//! Device state
//!
//! A target configuration for a light or group. Fields are independent and
//! optional; a missing field leaves the device's current value untouched.

use crate::error::ProgramError;
use crate::MAX_BRIGHTNESS;
use serde::{de, Deserialize, Deserializer, Serialize, Serializer};
use std::fmt;
use std::str::FromStr;
use std::time::Duration;

/// Fade length in deciseconds the bridge applies when none is given
pub const DEFAULT_TRANSITION_TIME: u16 = 4;

/// Brightness target: an absolute level or a relative step
#[derive(Debug, Clone, Copy, PartialEq, Eq)]
pub enum Brightness {
    /// Absolute level, 0..=254
    Level(u8),
    /// Relative change, -254..=254 (`"+20"`, `"-40"`)
    Increment(i16),
}

impl Brightness {
    /// Build an absolute level, rejecting values outside 0..=254
    pub fn level(value: i64) -> Result<Self, ProgramError> {
        u8::try_from(value)
            .ok()
            .filter(|v| *v <= MAX_BRIGHTNESS)
            .map(Brightness::Level)
            .ok_or_else(|| ProgramError::InvalidBrightness(value.to_string()))
    }
}

impl FromStr for Brightness {
    type Err = ProgramError;

    fn from_str(s: &str) -> Result<Self, Self::Err> {
        let trimmed = s.trim();
        let invalid = || ProgramError::InvalidBrightness(s.to_string());

        if trimmed.starts_with('+') || trimmed.starts_with('-') {
            let step: i16 = trimmed.parse().map_err(|_| invalid())?;
            if step.unsigned_abs() > u16::from(MAX_BRIGHTNESS) {
                return Err(invalid());
            }
            return Ok(Brightness::Increment(step));
        }

        let level: i64 = trimmed.parse().map_err(|_| invalid())?;
        Brightness::level(level).map_err(|_| invalid())
    }
}

impl fmt::Display for Brightness {
    fn fmt(&self, f: &mut fmt::Formatter<'_>) -> fmt::Result {
        match self {
            Brightness::Level(level) => write!(f, "{}", level),
            Brightness::Increment(step) => write!(f, "{:+}", step),
        }
    }
}

impl Serialize for Brightness {
    fn serialize<S: Serializer>(&self, serializer: S) -> Result<S::Ok, S::Error> {
        match self {
            Brightness::Level(level) => serializer.serialize_u8(*level),
            Brightness::Increment(_) => serializer.collect_str(self),
        }
    }
}

impl<'de> Deserialize<'de> for Brightness {
    fn deserialize<D>(deserializer: D) -> Result<Self, D::Error>
    where
        D: Deserializer<'de>,
    {
        #[derive(Deserialize)]
        #[serde(untagged)]
        enum NumberOrString {
            Number(i64),
            String(String),
        }

        match NumberOrString::deserialize(deserializer)? {
            NumberOrString::Number(n) => Brightness::level(n).map_err(de::Error::custom),
            NumberOrString::String(s) => s.parse().map_err(de::Error::custom),
        }
    }
}

/// Target state for a device
#[derive(Debug, Clone, Default, PartialEq, Serialize, Deserialize)]
#[serde(deny_unknown_fields)]
pub struct DeviceState {
    /// Power
    #[serde(default, skip_serializing_if = "Option::is_none")]
    pub on: Option<bool>,

    /// Brightness level or increment
    #[serde(default, alias = "brightness", skip_serializing_if = "Option::is_none")]
    pub bri: Option<Brightness>,

    /// Hue, 0..=65535
    #[serde(default, skip_serializing_if = "Option::is_none")]
    pub hue: Option<u16>,

    /// Saturation, 0..=254
    #[serde(default, skip_serializing_if = "Option::is_none")]
    pub sat: Option<u8>,

    /// CIE color coordinate
    #[serde(default, skip_serializing_if = "Option::is_none")]
    pub xy: Option<[f64; 2]>,

    /// Color temperature in mireds
    #[serde(default, skip_serializing_if = "Option::is_none")]
    pub ct: Option<u16>,

    /// Color temperature in Kelvin
    #[serde(default, skip_serializing_if = "Option::is_none")]
    pub ctk: Option<u32>,

    /// Device-side fade length in deciseconds
    #[serde(
        default,
        rename = "transitiontime",
        skip_serializing_if = "Option::is_none"
    )]
    pub transition_time: Option<u16>,

    /// Fade length in seconds; overrides `transitiontime`
    #[serde(default, skip_serializing_if = "Option::is_none")]
    pub time: Option<f64>,
}

impl DeviceState {
    /// Empty state (changes nothing)
    pub fn new() -> Self {
        Self::default()
    }

    /// Set power
    pub fn with_on(mut self, on: bool) -> Self {
        self.on = Some(on);
        self
    }

    /// Set brightness
    pub fn with_brightness(mut self, bri: Brightness) -> Self {
        self.bri = Some(bri);
        self
    }

    /// Set fade length in seconds
    pub fn with_time(mut self, seconds: f64) -> Self {
        self.time = Some(seconds);
        self
    }

    /// Whether no field is set
    pub fn is_empty(&self) -> bool {
        self.on.is_none()
            && self.bri.is_none()
            && self.hue.is_none()
            && self.sat.is_none()
            && self.xy.is_none()
            && self.ct.is_none()
            && self.ctk.is_none()
            && self.transition_time.is_none()
            && self.time.is_none()
    }

    /// Color temperature in mireds; `ct` wins over `ctk`
    pub fn mireds(&self) -> Option<u16> {
        self.ct.or_else(|| {
            self.ctk
                .filter(|k| *k > 0)
                .map(|k| (1_000_000 / k).min(u32::from(u16::MAX)) as u16)
        })
    }

    /// Fade length in deciseconds as sent to the bridge
    pub fn transition_deciseconds(&self) -> u16 {
        match self.time {
            Some(secs) if secs.is_finite() && secs >= 0.0 => {
                (secs * 10.0).round().min(f64::from(u16::MAX)) as u16
            }
            _ => self.transition_time.unwrap_or(DEFAULT_TRANSITION_TIME),
        }
    }

    /// How long the device takes to reach this state
    pub fn transition_duration(&self) -> Duration {
        Duration::from_millis(u64::from(self.transition_deciseconds()) * 100)
    }

    /// Check value ranges that serde cannot express
    pub(crate) fn check(&self) -> Result<(), String> {
        if let Some(secs) = self.time {
            if !secs.is_finite() || secs < 0.0 {
                return Err(format!("'time' must be a non-negative number, got {}", secs));
            }
        }
        if let Some([x, y]) = self.xy {
            if !(0.0..=1.0).contains(&x) || !(0.0..=1.0).contains(&y) {
                return Err(format!("'xy' components must be within 0..1, got [{}, {}]", x, y));
            }
        }
        if self.ctk == Some(0) {
            return Err("'ctk' must be greater than zero".to_string());
        }
        Ok(())
    }
}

What the exercise asks :: Set down, unchanged, only those lines above that fall between the line with "if trimmed.starts_with('+') ||" and the line with "PartialEq, Serialize, Deserialize)]", the two end lines included.

Finished exercise ::
        if trimmed.starts_with('+') || trimmed.starts_with('-') {
            let step: i16 = trimmed.parse().map_err(|_| invalid())?;
            if step.unsigned_abs() > u16::from(MAX_BRIGHTNESS) {
                return Err(invalid());
            }
            return Ok(Brightness::Increment(step));
        }

        let level: i64 = trimmed.parse().map_err(|_| invalid())?;
        Brightness::level(level).map_err(|_| invalid())
    }
}

impl fmt::Display for Brightness {
    fn fmt(&self, f: &mut fmt::Formatter<'_>) -> fmt::Result {
        match self {
            Brightness::Level(level) => write!(f, "{}", level),
            Brightness::Increment(step) => write!(f, "{:+}", step),
        }
    }
}

impl Serialize for Brightness {
    fn serialize<S: Serializer>(&self, serializer: S) -> Result<S::Ok, S::Error> {
        match self {
            Brightness::Level(level) => serializer.serialize_u8(*level),
            Brightness::Increment(_) => serializer.collect_str(self),
        }
    }
}

impl<'de> Deserialize<'de> for Brightness {
    fn deserialize<D>(deserializer: D) -> Result<Self, D::Error>
    where
        D: Deserializer<'de>,
    {
        #[derive(Deserialize)]
        #[serde(untagged)]
        enum NumberOrString {
            Number(i64),
            String(String),
        }

        match NumberOrString::deserialize(deserializer)? {
            NumberOrString::Number(n) => Brightness::level(n).map_err(de::Error::custom),
            NumberOrString::String(s) => s.parse().map_err(de::Error::custom),
        }
    }
}

/// Target state for a device
#[derive(Debug, Clone, Default, PartialEq, Serialize, Deserialize)]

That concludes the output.